** Opening INPUT RECORDS block **

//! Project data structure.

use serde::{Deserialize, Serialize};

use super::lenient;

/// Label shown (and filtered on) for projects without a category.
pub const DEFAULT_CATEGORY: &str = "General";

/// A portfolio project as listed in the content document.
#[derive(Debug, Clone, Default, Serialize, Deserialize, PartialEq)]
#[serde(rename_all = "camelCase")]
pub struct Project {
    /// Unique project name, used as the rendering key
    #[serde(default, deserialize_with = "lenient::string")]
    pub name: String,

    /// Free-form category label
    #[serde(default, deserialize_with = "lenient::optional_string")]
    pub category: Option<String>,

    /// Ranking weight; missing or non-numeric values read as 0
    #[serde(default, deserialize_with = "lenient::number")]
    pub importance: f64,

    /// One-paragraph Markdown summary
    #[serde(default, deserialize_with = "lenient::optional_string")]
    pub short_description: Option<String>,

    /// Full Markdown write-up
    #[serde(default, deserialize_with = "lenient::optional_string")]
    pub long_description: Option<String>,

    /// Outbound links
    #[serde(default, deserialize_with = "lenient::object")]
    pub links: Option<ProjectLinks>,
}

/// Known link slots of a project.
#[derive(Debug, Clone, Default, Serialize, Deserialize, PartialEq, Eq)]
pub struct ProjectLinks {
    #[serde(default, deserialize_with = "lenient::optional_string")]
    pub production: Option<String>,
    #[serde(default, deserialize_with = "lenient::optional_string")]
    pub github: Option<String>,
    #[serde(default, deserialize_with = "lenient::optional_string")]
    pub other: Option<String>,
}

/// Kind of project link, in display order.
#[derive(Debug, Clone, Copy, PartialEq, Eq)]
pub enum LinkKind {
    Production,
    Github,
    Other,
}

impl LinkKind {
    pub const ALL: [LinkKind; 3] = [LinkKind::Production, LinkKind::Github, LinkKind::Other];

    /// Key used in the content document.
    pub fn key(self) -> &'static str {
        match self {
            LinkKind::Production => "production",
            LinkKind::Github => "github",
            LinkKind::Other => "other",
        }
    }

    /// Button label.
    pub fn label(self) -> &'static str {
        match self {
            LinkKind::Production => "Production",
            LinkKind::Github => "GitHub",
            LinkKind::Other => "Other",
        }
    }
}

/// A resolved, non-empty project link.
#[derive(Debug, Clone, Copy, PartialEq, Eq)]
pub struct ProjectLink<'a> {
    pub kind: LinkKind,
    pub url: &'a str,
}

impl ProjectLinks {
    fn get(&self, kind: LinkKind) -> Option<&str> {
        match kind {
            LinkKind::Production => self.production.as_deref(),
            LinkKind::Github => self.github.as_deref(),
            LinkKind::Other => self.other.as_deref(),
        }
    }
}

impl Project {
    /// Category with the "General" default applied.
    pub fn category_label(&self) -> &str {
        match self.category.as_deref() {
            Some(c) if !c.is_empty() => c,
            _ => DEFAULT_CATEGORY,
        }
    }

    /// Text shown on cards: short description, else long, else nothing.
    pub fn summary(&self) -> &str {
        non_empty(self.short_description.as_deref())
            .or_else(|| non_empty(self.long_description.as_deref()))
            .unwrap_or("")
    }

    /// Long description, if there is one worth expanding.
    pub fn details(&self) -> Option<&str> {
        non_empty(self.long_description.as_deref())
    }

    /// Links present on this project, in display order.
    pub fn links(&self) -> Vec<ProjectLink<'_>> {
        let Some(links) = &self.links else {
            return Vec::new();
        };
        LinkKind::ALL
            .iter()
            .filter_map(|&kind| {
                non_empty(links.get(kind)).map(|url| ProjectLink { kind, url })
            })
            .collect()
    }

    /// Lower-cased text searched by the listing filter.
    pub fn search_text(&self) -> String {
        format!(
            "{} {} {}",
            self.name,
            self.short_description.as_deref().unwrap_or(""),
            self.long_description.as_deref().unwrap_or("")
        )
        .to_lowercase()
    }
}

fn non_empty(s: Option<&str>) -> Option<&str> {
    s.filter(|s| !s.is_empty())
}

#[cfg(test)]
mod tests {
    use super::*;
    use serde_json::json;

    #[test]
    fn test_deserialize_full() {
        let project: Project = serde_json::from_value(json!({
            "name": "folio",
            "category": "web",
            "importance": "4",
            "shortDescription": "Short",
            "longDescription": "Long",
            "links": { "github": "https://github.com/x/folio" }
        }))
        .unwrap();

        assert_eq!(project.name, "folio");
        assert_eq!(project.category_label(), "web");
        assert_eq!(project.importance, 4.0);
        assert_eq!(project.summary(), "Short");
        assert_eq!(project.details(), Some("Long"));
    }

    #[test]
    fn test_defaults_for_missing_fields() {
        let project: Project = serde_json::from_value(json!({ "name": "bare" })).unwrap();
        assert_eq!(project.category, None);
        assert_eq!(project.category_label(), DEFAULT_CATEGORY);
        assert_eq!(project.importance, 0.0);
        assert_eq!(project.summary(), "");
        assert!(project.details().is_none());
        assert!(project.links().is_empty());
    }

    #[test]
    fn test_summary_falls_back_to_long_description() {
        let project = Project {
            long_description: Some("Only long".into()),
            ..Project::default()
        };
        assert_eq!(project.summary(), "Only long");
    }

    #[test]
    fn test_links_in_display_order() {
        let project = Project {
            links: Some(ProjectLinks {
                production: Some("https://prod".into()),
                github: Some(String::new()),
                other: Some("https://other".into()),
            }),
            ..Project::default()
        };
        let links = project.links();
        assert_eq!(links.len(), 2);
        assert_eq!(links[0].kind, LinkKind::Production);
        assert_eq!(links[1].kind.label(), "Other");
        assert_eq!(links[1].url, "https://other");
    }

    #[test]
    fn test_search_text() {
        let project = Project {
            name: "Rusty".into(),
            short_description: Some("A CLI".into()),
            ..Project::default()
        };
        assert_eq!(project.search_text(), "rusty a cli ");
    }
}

** Closing INPUT RECORDS block **

Working through the data above, find every line holding "into" and copy it.

## WORKED SOLUTION
            long_description: Some("Only long".into()),
                production: Some("https://prod".into()),
                other: Some("https://other".into()),
            name: "Rusty".into(),
            short_description: Some("A CLI".into()),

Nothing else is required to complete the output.